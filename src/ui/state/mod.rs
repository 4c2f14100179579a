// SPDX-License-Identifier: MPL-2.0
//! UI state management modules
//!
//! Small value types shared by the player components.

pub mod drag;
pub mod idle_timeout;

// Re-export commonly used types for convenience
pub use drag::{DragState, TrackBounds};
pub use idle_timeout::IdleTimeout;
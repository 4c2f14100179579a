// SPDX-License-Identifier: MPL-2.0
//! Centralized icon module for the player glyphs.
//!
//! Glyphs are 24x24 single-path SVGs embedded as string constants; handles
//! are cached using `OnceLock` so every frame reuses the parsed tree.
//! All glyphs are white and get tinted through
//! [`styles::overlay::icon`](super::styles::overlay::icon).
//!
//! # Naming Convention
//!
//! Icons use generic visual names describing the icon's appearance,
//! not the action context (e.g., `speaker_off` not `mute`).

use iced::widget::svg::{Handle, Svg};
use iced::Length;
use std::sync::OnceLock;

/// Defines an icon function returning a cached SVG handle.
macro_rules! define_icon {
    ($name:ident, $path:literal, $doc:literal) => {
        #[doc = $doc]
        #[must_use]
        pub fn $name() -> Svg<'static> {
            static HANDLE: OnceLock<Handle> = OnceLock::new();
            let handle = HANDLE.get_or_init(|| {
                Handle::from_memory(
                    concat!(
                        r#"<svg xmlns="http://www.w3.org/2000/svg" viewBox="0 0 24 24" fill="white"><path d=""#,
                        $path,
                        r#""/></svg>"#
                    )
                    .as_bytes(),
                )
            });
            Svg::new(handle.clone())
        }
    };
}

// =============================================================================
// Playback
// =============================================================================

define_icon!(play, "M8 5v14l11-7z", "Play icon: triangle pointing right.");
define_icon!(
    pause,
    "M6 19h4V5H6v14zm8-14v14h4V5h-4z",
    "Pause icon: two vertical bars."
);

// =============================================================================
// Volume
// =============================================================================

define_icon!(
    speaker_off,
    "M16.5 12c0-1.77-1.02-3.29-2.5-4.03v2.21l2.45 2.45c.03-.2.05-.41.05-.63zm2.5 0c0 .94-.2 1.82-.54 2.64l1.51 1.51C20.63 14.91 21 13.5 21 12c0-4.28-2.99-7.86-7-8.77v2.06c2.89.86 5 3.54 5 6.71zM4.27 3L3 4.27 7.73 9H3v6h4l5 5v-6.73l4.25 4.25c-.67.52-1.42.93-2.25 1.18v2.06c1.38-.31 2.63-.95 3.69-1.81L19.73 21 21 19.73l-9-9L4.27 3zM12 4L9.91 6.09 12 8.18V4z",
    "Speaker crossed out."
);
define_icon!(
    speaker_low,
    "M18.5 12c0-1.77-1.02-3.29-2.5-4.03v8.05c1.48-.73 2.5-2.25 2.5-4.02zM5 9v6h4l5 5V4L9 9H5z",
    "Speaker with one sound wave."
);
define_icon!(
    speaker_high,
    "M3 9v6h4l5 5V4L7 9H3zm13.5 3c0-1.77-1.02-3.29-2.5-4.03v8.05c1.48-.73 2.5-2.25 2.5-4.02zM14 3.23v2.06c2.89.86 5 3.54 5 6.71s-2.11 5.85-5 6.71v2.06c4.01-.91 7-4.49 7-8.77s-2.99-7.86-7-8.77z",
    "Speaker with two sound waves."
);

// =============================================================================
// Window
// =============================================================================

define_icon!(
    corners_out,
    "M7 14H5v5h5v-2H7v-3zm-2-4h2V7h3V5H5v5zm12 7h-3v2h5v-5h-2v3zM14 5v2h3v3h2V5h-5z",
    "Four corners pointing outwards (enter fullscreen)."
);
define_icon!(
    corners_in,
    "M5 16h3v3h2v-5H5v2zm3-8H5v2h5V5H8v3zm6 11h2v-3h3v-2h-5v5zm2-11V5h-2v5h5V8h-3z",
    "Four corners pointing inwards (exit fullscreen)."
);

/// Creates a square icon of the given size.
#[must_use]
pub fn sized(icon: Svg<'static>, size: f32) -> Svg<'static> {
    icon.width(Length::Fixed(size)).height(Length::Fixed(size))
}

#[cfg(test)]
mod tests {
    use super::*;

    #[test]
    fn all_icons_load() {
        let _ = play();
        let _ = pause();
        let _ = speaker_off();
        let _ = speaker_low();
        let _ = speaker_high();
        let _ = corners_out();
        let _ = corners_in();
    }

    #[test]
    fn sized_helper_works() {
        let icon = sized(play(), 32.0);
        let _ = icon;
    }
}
::::::::
→ **About this task**:
All lines with the word "fullscreen" should be copied from the material above.

→ **Worked solution**:
    "Four corners pointing outwards (enter fullscreen)."
    "Four corners pointing inwards (exit fullscreen)."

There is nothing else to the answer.